Robert Esnault-Pelterie pensait que l’usage de l’aéroplane serait de même nature que celui de l’automobile et qu’il suffisait de proposer un appareil sûr et facile à manœuvrer pour trouver des acheteurs. La mise au point des aéroplanes n’étant pas si rapide que prévu et la clientèle, encore hypothétique, il commercialise ses moteurs avec plus de bonheur, du moins au début, auprès de constructeurs toujours à la recherche de moteurs d’avion légers et performants.
Plusieurs aéroplanes, ainsi équipés, font leurs essais sur le terrain de Robert Esnault-Pelterie à Toussus-le-Noble, certains constructeurs (Maurice Farman, Louis Blériot) s’installeront un peu plus tard, définitivement à proximité.
L’aéroplane Astra-Kapferer à Toussus-le-Noble
Henry Deutsch de la Meurthe, industriel pétrolier et mécène, vient de constituer à partir des établissements Surcouf, spécialisés dans les sphériques et les dirigeables, la société anonyme ASTRA. Son petit-neveu, Henry Kapferer, chargé du développement de la section aéronautique, concoit avec Louis Paulhan un monoplan à doubles ailes en tandem et s’adresse à Esnault-Pelterie pour un moteur à 7 cylindres de 35 CV. Henri Kapferer avait été un des témoins attentifs du vol du 8 juin 1908. Son avion remisé dans un hangar de Toussus attendait la remise des essais, commencés en Avril.
La firme REP fabrique aussi pour Ia société ASTRA, les nacelles en tubes d’acier des dirigeables Ville de Paris, offert à l’Armée par Deutsch de la Meurthe en remplacement du Patrie, détruit par une tempête et Ville de Bordeaux, expose au Grand Palais en décembre 1908 pour le Salon aéronautique
Le 23 avril 1908, l’aéroplane de Clément Auffm-Ordt, construit avec M. Heeren, doté d’un moteur REP de 35 CV, fait des essais de roulement à l’aérodrome de Toussus Une simple perche relie la cellule principale au stabilisateur arrière, la voilure est constituée de deux systèmes indépendants, l’un fixe et rigide relié au bâti, l’autre souple et mobile formant l’extrémité des ailes.
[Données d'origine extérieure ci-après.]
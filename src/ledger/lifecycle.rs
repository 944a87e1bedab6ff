//! Lifecycle manager: seal -> compress -> archive -> delete, by age.
//!
//! Each task re-scans the filesystem from scratch and is safe to re-run
//! after a partial failure — there is no separate "what have I already
//! done" ledger to get out of sync with reality.

use std::fs::{self, File};
use std::io::Write;
use std::path::{Path, PathBuf};
use std::sync::Arc;

use chrono::{DateTime, TimeZone, Utc};
use flate2::write::GzEncoder;
use flate2::Compression;
use tracing::info;

use super::partition::{list_partitions, Tier};
use super::writer::LedgerWriter;
use crate::error::EngineResult;
use crate::time::TimeProvider;

#[derive(Debug, Clone, Default, serde::Serialize)]
pub struct LifecycleReport {
    pub sealed: u32,
    pub compressed: u32,
    pub archived: u32,
    pub deleted: u32,
}

pub struct LifecycleManager {
    base_path: PathBuf,
    archive_path: PathBuf,
    writer: Arc<LedgerWriter>,
    time: Arc<dyn TimeProvider>,
    pub warm_retention_days: u64,
    pub cold_retention_days: u64,
    pub delete_after_days: u64,
}

impl LifecycleManager {
    pub fn new(
        base_path: PathBuf,
        archive_path: PathBuf,
        writer: Arc<LedgerWriter>,
        time: Arc<dyn TimeProvider>,
        warm_retention_days: u64,
        cold_retention_days: u64,
        delete_after_days: u64,
    ) -> Self {
        Self {
            base_path,
            archive_path,
            writer,
            time,
            warm_retention_days,
            cold_retention_days,
            delete_after_days,
        }
    }

    pub fn run_lifecycle_tasks(&self) -> EngineResult<LifecycleReport> {
        let mut report = LifecycleReport::default();

        if self.writer.seal_if_needed()?.is_some() {
            report.sealed += 1;
        }

        report.compressed = self.compress_warm()?;
        report.archived = self.archive_cold()?;
        report.deleted = self.delete_expired_archive()?;

        info!(?report, "lifecycle tasks completed");
        Ok(report)
    }

    fn compress_warm(&self) -> EngineResult<u32> {
        let now = self.time.now();
        let cutoff = now - chrono::Duration::days(self.warm_retention_days as i64);
        let mut count = 0;

        for path in list_partitions(&self.base_path, Tier::Warm)? {
            let Some(created_at) = partition_created_at(&path) else {
                continue;
            };
            if created_at > cutoff {
                continue;
            }

            let cold_path = super::partition::partition_path(
                &self.base_path,
                Tier::Cold,
                created_at,
                nonce_from_path(&path),
            );
            if let Some(parent) = cold_path.parent() {
                fs::create_dir_all(parent)?;
            }

            let raw = fs::read(&path)?;
            let cold_file = File::create(&cold_path)?;
            let mut encoder = GzEncoder::new(cold_file, Compression::default());
            encoder.write_all(&raw)?;
            encoder.finish()?;
            fs::remove_file(&path)?;

            info!(from = %path.display(), to = %cold_path.display(), "compressed warm partition to cold tier");
            count += 1;
        }
        Ok(count)
    }

    fn archive_cold(&self) -> EngineResult<u32> {
        let now = self.time.now();
        let cutoff = now - chrono::Duration::days(self.cold_retention_days as i64);
        let mut count = 0;

        for path in list_partitions(&self.base_path, Tier::Cold)? {
            let Some(created_at) = partition_created_at(&path) else {
                continue;
            };
            if created_at > cutoff {
                continue;
            }

            let file_name = path.file_name().unwrap_or_default();
            let archive_target = self.archive_path.join(file_name);
            if let Some(parent) = archive_target.parent() {
                fs::create_dir_all(parent)?;
            }
            fs::copy(&path, &archive_target)?;
            fs::remove_file(&path)?;

            info!(from = %path.display(), to = %archive_target.display(), "archived cold partition");
            count += 1;
        }
        Ok(count)
    }

    fn delete_expired_archive(&self) -> EngineResult<u32> {
        if !self.archive_path.exists() {
            return Ok(0);
        }
        let now = self.time.now();
        let cutoff = now - chrono::Duration::days(self.delete_after_days as i64);
        let mut count = 0;

        for entry in fs::read_dir(&self.archive_path)? {
            let entry = entry?;
            let path = entry.path();
            let Some(created_at) = partition_created_at(&path) else {
                continue;
            };
            if created_at > cutoff {
                continue;
            }
            fs::remove_file(&path)?;
            info!(path = %path.display(), "deleted expired archive entry");
            count += 1;
        }
        Ok(count)
    }
}

/// Recovers the partition's creation instant from its filename
/// (`<epoch_ms>-<nonce>.wal[.gz]`) rather than filesystem mtime, so lifecycle
/// decisions are reproducible under an injected time provider in tests.
fn partition_created_at(path: &Path) -> Option<DateTime<Utc>> {
    let stem = path.file_name()?.to_str()?;
    let stem = stem.strip_suffix(".wal.gz").or_else(|| stem.strip_suffix(".wal"))?;
    let epoch_ms: i64 = stem.split('-').next()?.parse().ok()?;
    Utc.timestamp_millis_opt(epoch_ms).single()
}

fn nonce_from_path(path: &Path) -> &str {
    path.file_stem()
        .and_then(|s| s.to_str())
        .and_then(|s| s.rsplit('-').next())
        .unwrap_or("")
}

#[cfg(test)]
mod tests {
    use super::*;
    use crate::time::FixedTimeProvider;
    use chrono::Duration;

    #[test]
    fn compress_moves_aged_warm_partitions_to_cold() {
        let dir = tempfile::tempdir().unwrap();
        let base = dir.path().to_path_buf();
        let time = Arc::new(FixedTimeProvider::new(Utc::now()));

        let writer = Arc::new(
            LedgerWriter::open(base.clone(), time.clone(), 64 * 1024 * 1024, 3600).unwrap(),
        );
        writer.append(b"{\"a\":1}").unwrap();
        // Force a seal so there's a warm partition to compress.
        {
            let old_time = time.now();
            time.advance(Duration::hours(2));
            let _ = old_time;
        }
        writer.seal_if_needed().unwrap();

        time.advance(Duration::days(10));

        let manager = LifecycleManager::new(
            base.clone(),
            dir.path().join("archive"),
            writer,
            time,
            7,
            90,
            365,
        );
        let report = manager.run_lifecycle_tasks().unwrap();
        assert_eq!(report.compressed, 1);
        assert_eq!(list_partitions(&base, Tier::Warm).unwrap().len(), 0);
        assert_eq!(list_partitions(&base, Tier::Cold).unwrap().len(), 1);
    }
}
L’inventeur espère un effet de balancier, gage d’un bon équilibre. On trouvera plus tard des dispositifs similaires dans la recherche de systèmes anti-rafales
Un Blériot semble avoir été essayé sur le terrain de Toussus-le-Noble dès la fin de 1908. Quelques semaines plus tard, fin janvier 1909, Esnault-Pelterie assiste, à Issy-les-Moulineaux, au premier vol du Blériot XI, équipé du moteur de 28 CV et d’une hélice REP. Le terrain d’Issy se révèle trop étroit pour les manoeuvres que voudrait tenter Blériot qui vient terminer la mise au point à Toussus. De février à avril 1909, il exécute plusieurs vols avec virages. L’aéroplane finira par s’embourber sur les rives de l’étang de Trou Salé. Toutefois, après sa traversée de la Manche, le 25 juillet 1909, les commandes affluent et incitent Blériot à s’installer sur ce plateau suffisamment vaste et aux vents réguliers. À l’automne 1909, il achète deux cents hectares au Haut-Buc. L’Aéroparc est aménagé de 1910 à 1912, mêlant activités d’essais, formation au pilotage et organisation de fêtes aériennes.
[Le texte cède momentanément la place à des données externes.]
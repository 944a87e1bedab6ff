//! Canonical JSON + SHA-256 fingerprints.
//!
//! Canonical form: object keys sorted lexicographically (free, since
//! `serde_json::Map` without the `preserve_order` feature is backed by a
//! `BTreeMap`), no whitespace, `null` values omitted, floats in
//! `serde_json`'s default shortest-round-trip form. This resolves the open
//! question in spec.md §9 about cross-language float reproducibility: we fix
//! the rule here rather than depending on language-default formatting.

use serde::Serialize;
use serde_json::Value;
use sha2::{Digest, Sha256};

/// Strip `null` values from objects (recursively) so two payloads that
/// differ only by "field absent" vs "field null" hash identically.
fn strip_nulls(value: Value) -> Value {
    match value {
        Value::Object(map) => {
            let mut out = serde_json::Map::new();
            for (k, v) in map {
                if v.is_null() {
                    continue;
                }
                out.insert(k, strip_nulls(v));
            }
            Value::Object(out)
        }
        Value::Array(items) => Value::Array(items.into_iter().map(strip_nulls).collect()),
        other => other,
    }
}

/// Render `value` as canonical JSON bytes.
pub fn canonical_json<T: Serialize>(value: &T) -> serde_json::Result<Vec<u8>> {
    let raw = serde_json::to_value(value)?;
    let canon = strip_nulls(raw);
    serde_json::to_vec(&canon)
}

pub fn sha256_hex(bytes: &[u8]) -> String {
    let digest = Sha256::digest(bytes);
    hex::encode(digest)
}

/// SHA-256 over the canonical JSON of `value`, truncated to `chars` hex
/// characters (lowercase).
pub fn truncated_fingerprint<T: Serialize>(value: &T, chars: usize) -> serde_json::Result<String> {
    let bytes = canonical_json(value)?;
    let full = sha256_hex(&bytes);
    Ok(full[..chars.min(full.len())].to_string())
}

#[cfg(test)]
mod tests {
    use super::*;
    use serde_json::json;

    #[test]
    fn canonical_json_sorts_keys_and_drops_nulls() {
        let v = json!({"b": 1, "a": null, "c": 2});
        let bytes = canonical_json(&v).unwrap();
        assert_eq!(String::from_utf8(bytes).unwrap(), r#"{"b":1,"c":2}"#);
    }

    #[test]
    fn fingerprint_is_stable_across_calls() {
        let v = json!({"x": 1.5, "y": "red sea"});
        let h1 = truncated_fingerprint(&v, 16).unwrap();
        let h2 = truncated_fingerprint(&v, 16).unwrap();
        assert_eq!(h1, h2);
        assert_eq!(h1.len(), 16);
    }

    #[test]
    fn float_formatting_is_shortest_round_trip() {
        let v = json!({"p": 0.1_f64 + 0.2_f64});
        let bytes = canonical_json(&v).unwrap();
        let s = String::from_utf8(bytes).unwrap();
        // serde_json formats via ryu: shortest string that round-trips, not
        // the naive 17-significant-digit expansion.
        assert!(s.contains("0.30000000000000004"));
    }
}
L’aérodrome de Toussus-le-Noble n’aura jamais cet aspect, privilégiant les écoles de pilotage et les essais de prototypes.
L’aéroplane Maurice Farman à Toussus-le-Noble
L’aéroplane est construit sur les plans de Maurice Farman et d’Albert Neubauer, son associé du Palais de l’Automobile (grand garage parisien) par les ateliers Maurice Mallet. C’est un biplan cellulaire à deux places côte à côte avec une armature en bois, tendue de coton verni. La cellule arrière est reliée par quatre longerons et le gouvernail de profondeur est un plan en deux panneaux mobiles à l’avant. Le moteur et l’hélice propulsive sont placés derrière les passagers. Maurice monte successivement sur son appareil un moteur REP 10 cylindres de 40 CV et un moteur Renault 8 cylindres en V de 58 CV, une hélice métallique REP et une hélice en lattes de bois Chauvière. Il ne retient pas les produits REF. Le train d’atterrissage à quatre roues est monté sur amortisseurs. Le vol de prise en mains a lieu le 31 janvier 1909. Le lendemain, Maurice Farman réussit deux vols de trois cents mètres à six et huit mètres de hauteur mais son inexpérience le ramène au sol trop brusquement et il fausse légèrement l’avion. Fin février 1909, il essaie un nouveau châssis permettant un départ sur roues et un atterrissage sur patins ainsi qu’une transmission Renault à deux hélices. Il vole assidûment sur le terrain de Toussus-le-Noble à partir de septembre ; très rapidement, il élargit ses vols et s’éloigne dans la campagne environnante.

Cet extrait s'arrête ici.